12 de julio de 2013
Justicia, política y poder siempre estuvieron de la mano. En los comienzos de los tiempos, la justicia la ejercía el propio rey. Él decidía cuándo un vasallo merecía un premio o una visita al verdugo. En esos casos la ley era simple. Todo el que estuviese contra el poder era un forajido que merecía castigo. Si por esas cosas de las guerras, el opositor vencía al rey, la ley no cambiaba, lo que cambiaba era quien donaba la testa.
Luego, como los reyes tenían muchas cosas que hacer, delegaron el impartir justicia en otros tipos llamados jueces. Jueces que no debían olvidarse –so peligro de quedar con sus cabezas lejos de los hombros– quién y para qué los había nombrado.
Recordemos un ejemplo de la actitud de los jueces. A Cambises I, rey persa del siglo VI a.C., se le dio por enamorarse de su hermana y acudió a los jueces para preguntarles si había alguna ley que permitiera que un hermano se casara con su hermana. Según Herodoto, los jueces, astutos, respondieron que «ninguna ley hallaron que ordenase el matrimonio entre hermano y hermana, pero que sí encontraron una que autorizaba al rey de los persas hacer cuanto quisiese». Como se ve, la obsecuencia judicial no es algo nuevo.
Con el tiempo algunas métodos se fueron perfeccionando, pero jueces y poder siguieron siendo dos términos de una misma fórmula.
Lo decía Martín Fierro cuando sentenciaba que era bueno hacerse amigo del juez y lo perfeccionó Carlos Saúl cuando cambió «hacerse amigo» por «nombrar amigos».
Los cortesanos lo son del Poder, el asunto es olfatear dónde está este. Así se entiende que los golpes de Estado no fueran declarados inconstitucionales. Pasó desde 1930, cuando por una acordada se legitimó a las autoridades de facto.
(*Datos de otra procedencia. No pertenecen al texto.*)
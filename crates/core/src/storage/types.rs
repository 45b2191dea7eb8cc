use serde::{Deserialize, Serialize};
use uuid::Uuid;

use crate::school::{FieldErrors, ValidationError};
use crate::serde::deserialize_optional_string;

pub const DEFAULT_LIMIT: u32 = 10;
pub const MAX_LIMIT: u32 = 100;

fn default_page() -> u32 {
    1
}

fn default_limit() -> u32 {
    DEFAULT_LIMIT
}

/// Paging and search parameters of a list request.
///
/// List cache keys are derived from [`ListQuery::cache_identity`], so every
/// field that changes the result must survive it.
#[derive(Debug, Clone, PartialEq, Eq, Serialize, Deserialize)]
#[serde(rename_all = "camelCase")]
pub struct ListQuery {
    #[serde(default = "default_page")]
    pub page: u32,
    #[serde(default = "default_limit")]
    pub limit: u32,
    #[serde(default)]
    pub fetch_all: bool,
    #[serde(default, deserialize_with = "deserialize_optional_string")]
    pub search_query: Option<String>,
}

impl Default for ListQuery {
    fn default() -> Self {
        Self {
            page: 1,
            limit: DEFAULT_LIMIT,
            fetch_all: false,
            search_query: None,
        }
    }
}

impl ListQuery {
    pub fn page(page: u32, limit: u32) -> Self {
        Self {
            page,
            limit,
            ..Self::default()
        }
    }

    pub fn all() -> Self {
        Self {
            fetch_all: true,
            ..Self::default()
        }
    }

    pub fn with_search(mut self, search: impl Into<String>) -> Self {
        self.search_query = Some(search.into());
        self
    }

    pub fn validate(&self) -> Result<(), ValidationError> {
        let mut errors = FieldErrors::new();
        if self.page < 1 {
            errors.push("page", "page must be at least 1");
        }
        if !(1..=MAX_LIMIT).contains(&self.limit) {
            errors.push("limit", format!("limit must be between 1 and {}", MAX_LIMIT));
        }
        errors.finish()
    }

    /// Rows to skip. Zero when fetching everything.
    pub fn offset(&self) -> u64 {
        if self.fetch_all {
            0
        } else {
            u64::from(self.page.saturating_sub(1)) * u64::from(self.limit)
        }
    }

    /// Search needle with surrounding whitespace removed.
    pub fn search(&self) -> Option<&str> {
        self.search_query
            .as_deref()
            .map(str::trim)
            .filter(|s| !s.is_empty())
    }

    /// The query with fields that cannot change the result reset.
    ///
    /// `page` and `limit` are ignored when fetching everything, and the
    /// search needle is trimmed, so equivalent requests share a cache key.
    pub fn cache_identity(&self) -> Self {
        let (page, limit) = if self.fetch_all {
            (default_page(), DEFAULT_LIMIT)
        } else {
            (self.page, self.limit)
        };
        Self {
            page,
            limit,
            fetch_all: self.fetch_all,
            search_query: self.search().map(str::to_string),
        }
    }
}

/// One page of a list query plus the total number of matching rows.
#[derive(Debug, Clone, PartialEq, Serialize, Deserialize)]
pub struct Page<T> {
    pub items: Vec<T>,
    pub total: u64,
}

impl<T> Page<T> {
    pub fn empty() -> Self {
        Self {
            items: Vec::new(),
            total: 0,
        }
    }

    /// Cuts one page out of an already filtered, ordered set of rows.
    pub fn slice(rows: Vec<T>, query: &ListQuery) -> Self {
        let total = rows.len() as u64;
        let items = if query.fetch_all {
            rows
        } else {
            rows.into_iter()
                .skip(usize::try_from(query.offset()).unwrap_or(usize::MAX))
                .take(query.limit as usize)
                .collect()
        };
        Self { items, total }
    }
}

/// Pagination metadata returned with list responses.
#[derive(Debug, Clone, Copy, PartialEq, Eq, Serialize, Deserialize)]
#[serde(rename_all = "camelCase")]
pub struct Pagination {
    pub total: u64,
    pub page: u32,
    pub limit: u32,
    pub total_pages: u64,
}

impl Pagination {
    /// Returns `None` for fetch-all queries, which carry no pagination.
    pub fn for_query(query: &ListQuery, total: u64) -> Option<Self> {
        if query.fetch_all {
            return None;
        }
        let limit = u64::from(query.limit.max(1));
        Some(Self {
            total,
            page: query.page,
            limit: query.limit,
            total_pages: total.div_ceil(limit),
        })
    }
}

/// Ids of everything removed along with a user.
///
/// Returned by [`super::UserRepository::delete_user`] so caches holding the
/// removed rows can be invalidated.
#[derive(Debug, Clone, Default, PartialEq, Eq)]
pub struct UserCascade {
    pub user_id: Uuid,
    pub student_id: Option<Uuid>,
    pub attendance: Vec<Uuid>,
    pub health_safety: Vec<Uuid>,
    pub addresses: Vec<Uuid>,
    pub behaviors: Vec<Uuid>,
    pub disciplinary_actions: Vec<Uuid>,
}

#[cfg(test)]
mod tests {
    use super::*;

    #[test]
    fn test_query_defaults() {
        let query: ListQuery = serde_json::from_str("{}").unwrap();
        assert_eq!(query, ListQuery::default());
        assert_eq!(query.offset(), 0);
    }

    #[test]
    fn test_query_reads_camel_case() {
        let query: ListQuery =
            serde_json::from_str(r#"{"page": 3, "limit": 5, "fetchAll": false, "searchQuery": "flu"}"#)
                .unwrap();
        assert_eq!(query.offset(), 10);
        assert_eq!(query.search(), Some("flu"));
    }

    #[test]
    fn test_query_bounds() {
        assert!(ListQuery::page(0, 10).validate().is_err());
        assert!(ListQuery::page(1, 0).validate().is_err());
        assert!(ListQuery::page(1, MAX_LIMIT + 1).validate().is_err());
        assert!(ListQuery::page(1, MAX_LIMIT).validate().is_ok());
    }

    #[test]
    fn test_pagination_rounds_up() {
        let pagination = Pagination::for_query(&ListQuery::page(2, 10), 25).unwrap();
        assert_eq!(pagination.total_pages, 3);
        assert_eq!(pagination.page, 2);

        let exact = Pagination::for_query(&ListQuery::page(1, 5), 25).unwrap();
        assert_eq!(exact.total_pages, 5);

        let empty = Pagination::for_query(&ListQuery::default(), 0).unwrap();
        assert_eq!(empty.total_pages, 0);
    }

    #[test]
    fn test_cache_identity_drops_inert_fields() {
        let all_p1: ListQuery = serde_json::from_str(r#"{"fetchAll": true, "page": 1}"#).unwrap();
        let all_p2: ListQuery =
            serde_json::from_str(r#"{"fetchAll": true, "page": 2, "limit": 50}"#).unwrap();
        assert_eq!(all_p1.cache_identity(), all_p2.cache_identity());

        let padded = ListQuery::default().with_search(" flu ");
        assert_eq!(
            padded.cache_identity(),
            ListQuery::default().with_search("flu").cache_identity()
        );
        assert_eq!(
            ListQuery::default().with_search("   ").cache_identity(),
            ListQuery::default()
        );

        assert_ne!(
            ListQuery::page(1, 10).cache_identity(),
            ListQuery::page(2, 10).cache_identity()
        );
    }

    #[test]
    fn test_fetch_all_has_no_pagination() {
        assert_eq!(Pagination::for_query(&ListQuery::all(), 25), None);
    }

    #[test]
    fn test_slice_pages_and_counts() {
        let rows: Vec<u32> = (0..25).collect();

        let page = Page::slice(rows.clone(), &ListQuery::page(3, 10));
        assert_eq!(page.items, (20..25).collect::<Vec<_>>());
        assert_eq!(page.total, 25);

        let all = Page::slice(rows, &ListQuery::all());
        assert_eq!(all.items.len(), 25);
    }

    #[test]
    fn test_pagination_serializes_total_pages() {
        let json = serde_json::to_value(Pagination::for_query(&ListQuery::default(), 11)).unwrap();
        assert_eq!(json["totalPages"], 2);
    }
}
use std::time::Duration;

use axum::{
    http::{header, Method, StatusCode},
    routing::{get, post},
    Router,
};
use tower_http::{
    cors::{Any, CorsLayer},
    timeout::TimeoutLayer,
    trace::TraceLayer,
};

use campus_auth::auth_routes;

use crate::{
    handlers::{
        addresses::{create_address, delete_address, get_address, list_addresses, update_address},
        attendance::{
            create_attendance, delete_attendance, get_attendance, list_attendance,
            update_attendance,
        },
        disciplinary_actions::{
            create_disciplinary_action, delete_disciplinary_action, get_disciplinary_action,
            list_disciplinary_actions, update_disciplinary_action,
        },
        health::livez,
        health_safety::{
            create_health_safety, delete_health_safety, get_health_safety, list_health_safety,
            update_health_safety,
        },
        register::{register_student, register_user},
        student_behaviors::{
            create_student_behavior, delete_student_behavior, get_student_behavior,
            list_student_behaviors, update_student_behavior,
        },
        terms::{create_term, delete_term, get_term, list_terms, update_term},
        users::{delete_user, get_user},
    },
    state::AppState,
};

/// Builds the router.
///
/// Record routes share one path per entity: `POST /{entity}/{owner_id}`
/// creates under an owner, the other methods on the same path address a
/// record by its own id.
pub fn create_app(state: AppState) -> Router {
    let cors = CorsLayer::new()
        .allow_origin(Any)
        .allow_methods([Method::GET, Method::POST, Method::PUT, Method::DELETE])
        .allow_headers([header::CONTENT_TYPE, header::AUTHORIZATION]);

    let api_routes = Router::new()
        .route("/register", post(register_user))
        .route("/register/student", post(register_student))
        .route("/users/{id}", get(get_user).delete(delete_user))
        .route(
            "/attendance/{id}",
            post(create_attendance)
                .get(get_attendance)
                .put(update_attendance)
                .delete(delete_attendance),
        )
        .route("/attendance/user/{user_id}", get(list_attendance))
        .route(
            "/health-safety/{id}",
            post(create_health_safety)
                .get(get_health_safety)
                .put(update_health_safety)
                .delete(delete_health_safety),
        )
        .route("/health-safety/user/{user_id}", get(list_health_safety))
        .route(
            "/disciplinary-actions/{id}",
            post(create_disciplinary_action)
                .get(get_disciplinary_action)
                .put(update_disciplinary_action)
                .delete(delete_disciplinary_action),
        )
        .route(
            "/disciplinary-actions/student/{student_id}",
            get(list_disciplinary_actions),
        )
        .route(
            "/student-behaviors/{id}",
            post(create_student_behavior)
                .get(get_student_behavior)
                .put(update_student_behavior)
                .delete(delete_student_behavior),
        )
        .route(
            "/student-behaviors/student/{student_id}",
            get(list_student_behaviors),
        )
        .route("/terms", get(list_terms).post(create_term))
        .route(
            "/terms/{id}",
            get(get_term).put(update_term).delete(delete_term),
        )
        .route(
            "/addresses/{id}",
            post(create_address)
                .get(get_address)
                .put(update_address)
                .delete(delete_address),
        )
        .route("/addresses/user/{user_id}", get(list_addresses))
        .merge(auth_routes().with_state(state.auth.clone()));

    Router::new()
        .route("/health/livez", get(livez))
        .merge(api_routes)
        .layer(cors)
        .layer(TraceLayer::new_for_http())
        .layer(TimeoutLayer::with_status_code(
            StatusCode::REQUEST_TIMEOUT,
            Duration::from_secs(10),
        ))
        .with_state(state)
}
// Health-and-safety queries
pub const INSERT_HEALTH_SAFETY: &str = r#"
INSERT INTO health_safety (id, user_id, emergency_contact_name, emergency_contact_phone, emergency_contact_relationship, allergies, medical_conditions, medications, notes, created_at, updated_at)
VALUES (?1, ?2, ?3, ?4, ?5, ?6, ?7, ?8, ?9, ?10, ?11)
"#;

pub const SELECT_HEALTH_SAFETY_BY_ID: &str =
    concat!("SELECT ", health_safety_columns!(), " FROM health_safety WHERE id = ?1");

pub const SELECT_HEALTH_SAFETY_PAGE: &str = concat!(
    "SELECT ",
    health_safety_columns!(),
    " FROM health_safety ",
    health_safety_filter!(),
    " ORDER BY created_at DESC, id LIMIT ?3 OFFSET ?4"
);

pub const COUNT_HEALTH_SAFETY: &str =
    concat!("SELECT COUNT(*) FROM health_safety ", health_safety_filter!());

pub const UPDATE_HEALTH_SAFETY: &str = r#"
UPDATE health_safety
SET emergency_contact_name = ?2, emergency_contact_phone = ?3, emergency_contact_relationship = ?4,
    allergies = ?5, medical_conditions = ?6, medications = ?7, notes = ?8, updated_at = ?9
WHERE id = ?1
"#;

pub const DELETE_HEALTH_SAFETY: &str = "DELETE FROM health_safety WHERE id = ?1";

// Disciplinary action queries
pub const INSERT_ACTION: &str = r#"
INSERT INTO disciplinary_actions (id, student_id, behavior_id, action, reason, status, remarks, date, created_at, updated_at)
VALUES (?1, ?2, ?3, ?4, ?5, ?6, ?7, ?8, ?9, ?10)
"#;

pub const SELECT_ACTION_BY_ID: &str =
    concat!("SELECT ", action_columns!(), " FROM disciplinary_actions WHERE id = ?1");

pub const SELECT_ACTIONS_BY_BEHAVIOR: &str = concat!(
    "SELECT ",
    action_columns!(),
    " FROM disciplinary_actions WHERE behavior_id = ?1"
);
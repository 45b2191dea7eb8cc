//! Cache keys, value encoding and the backend trait.

mod error;
mod keys;
mod serialization;
mod traits;

pub use error::{CacheError, Result};
pub use keys::{
    address_key, attendance_key, disciplinary_action_key, health_safety_key, list_key,
    list_scope_of_key, normalize_query, scope_tracking_key, student_behavior_key,
    student_behaviors_scope, student_disciplinary_actions_scope, term_key, terms_scope,
    user_address_scope, user_attendance_scope, user_health_safety_scope, user_key,
};
pub use serialization::{deserialize_value, serialize_value, SerializationError};
pub use traits::Cache;
//! Cache backends, one per feature.
//!
//! - `memory` (default): [`MemoryCache`], an LRU inside the process
//! - `redis`: [`RedisCache`]
//!
//! Exactly one must be enabled. Tests can always use [`MemoryCache`].

#[cfg(all(feature = "memory", feature = "redis"))]
compile_error!("Cannot enable both 'memory' and 'redis' cache features");

#[cfg(not(any(feature = "memory", feature = "redis")))]
compile_error!("Enable a cache backend: 'memory' or 'redis'");

#[cfg(any(feature = "memory", test))]
mod memory;

#[cfg(feature = "redis")]
mod redis_impl;

#[cfg(any(feature = "memory", test))]
pub use memory::MemoryCache;

#[cfg(feature = "redis")]
pub use redis_impl::RedisCache;
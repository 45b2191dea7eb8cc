//! In-memory session storage for development and tests.

use std::collections::HashMap;
use std::sync::Arc;

use async_trait::async_trait;
use tokio::sync::RwLock;
use uuid::Uuid;

use campus_core::auth::{Result, Session, SessionId, SessionRepository};

/// In-memory session store.
///
/// Clones share the same map. Everything is lost on restart, so every user
/// has to log in again.
#[derive(Debug, Clone, Default)]
pub struct InMemorySessionStore {
    sessions: Arc<RwLock<HashMap<SessionId, Session>>>,
}

impl InMemorySessionStore {
    pub fn new() -> Self {
        Self::default()
    }
}

#[async_trait]
impl SessionRepository for InMemorySessionStore {
    async fn create_session(&self, session: &Session) -> Result<()> {
        self.sessions
            .write()
            .await
            .insert(session.id.clone(), session.clone());
        Ok(())
    }

    async fn get_session(&self, id: &SessionId) -> Result<Option<Session>> {
        Ok(self.sessions.read().await.get(id).cloned())
    }

    async fn delete_session(&self, id: &SessionId) -> Result<()> {
        self.sessions.write().await.remove(id);
        Ok(())
    }

    async fn delete_user_sessions(&self, user_id: Uuid) -> Result<u64> {
        let mut sessions = self.sessions.write().await;
        let before = sessions.len();
        sessions.retain(|_, session| session.user_id != user_id);
        Ok((before - sessions.len()) as u64)
    }
}

#[cfg(test)]
mod tests {
    use super::*;
    use chrono::{Duration, Utc};

    fn open(user_id: Uuid) -> Session {
        Session::open(user_id, Utc::now(), Duration::hours(24))
    }

    #[tokio::test]
    async fn test_session_create_and_get() {
        let store = InMemorySessionStore::new();
        let user_id = Uuid::new_v4();
        let session = open(user_id);
        store.create_session(&session).await.unwrap();

        let retrieved = store.get_session(&session.id).await.unwrap().unwrap();
        assert_eq!(retrieved, session);
        assert_eq!(retrieved.user_id, user_id);
    }

    #[tokio::test]
    async fn test_session_delete() {
        let store = InMemorySessionStore::new();
        let session = open(Uuid::new_v4());
        store.create_session(&session).await.unwrap();

        store.delete_session(&session.id).await.unwrap();

        assert!(store.get_session(&session.id).await.unwrap().is_none());
        assert!(store
            .delete_session(&SessionId::new("nonexistent".to_string()))
            .await
            .is_ok());
    }

    #[tokio::test]
    async fn test_delete_user_sessions_counts() {
        let store = InMemorySessionStore::new();
        let teacher = Uuid::new_v4();
        let parent = Uuid::new_v4();

        let first = open(teacher);
        let second = open(teacher);
        let other = open(parent);
        for session in [&first, &second, &other] {
            store.create_session(session).await.unwrap();
        }

        assert_eq!(store.delete_user_sessions(teacher).await.unwrap(), 2);
        assert_eq!(store.delete_user_sessions(teacher).await.unwrap(), 0);

        assert!(store.get_session(&first.id).await.unwrap().is_none());
        assert!(store.get_session(&second.id).await.unwrap().is_none());
        assert!(store.get_session(&other.id).await.unwrap().is_some());
    }

    #[tokio::test]
    async fn test_clone_shares_state() {
        let store = InMemorySessionStore::new();
        let clone = store.clone();
        let session = open(Uuid::new_v4());

        store.create_session(&session).await.unwrap();

        assert!(clone.get_session(&session.id).await.unwrap().is_some());
    }
}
En el 55 la Corte convalidó que una Constitución Nacional fuese anulada por un simple decreto de un presidente de facto, lo cual es más inconstitucional que venderles un par de provincias a los chinos. En el 66 la Corte aceptó tres gobiernos de facto y la frutilla del postre llegó en el 76, cuando los jueces debían jurar por el Estatuto para el Proceso de Reorganización Nacional (?). Y para ellos eso no fue inconstitucional, sino que fue perfectamente legal, natural y lógico.
De aquí el concepto de «famiglia unita». Uno para todos y todos para uno. Los trapitos sucios los lavamos en casa. Los de afuera son de palo, de palo de baja calidad. Si no es boga, ni se moleste. Hoy por nosotros, mañana también por nosotros.
Democratizar es una palabra poco usada en la historia. Por eso hay que aprovecharla ahora, antes de que se la afanen.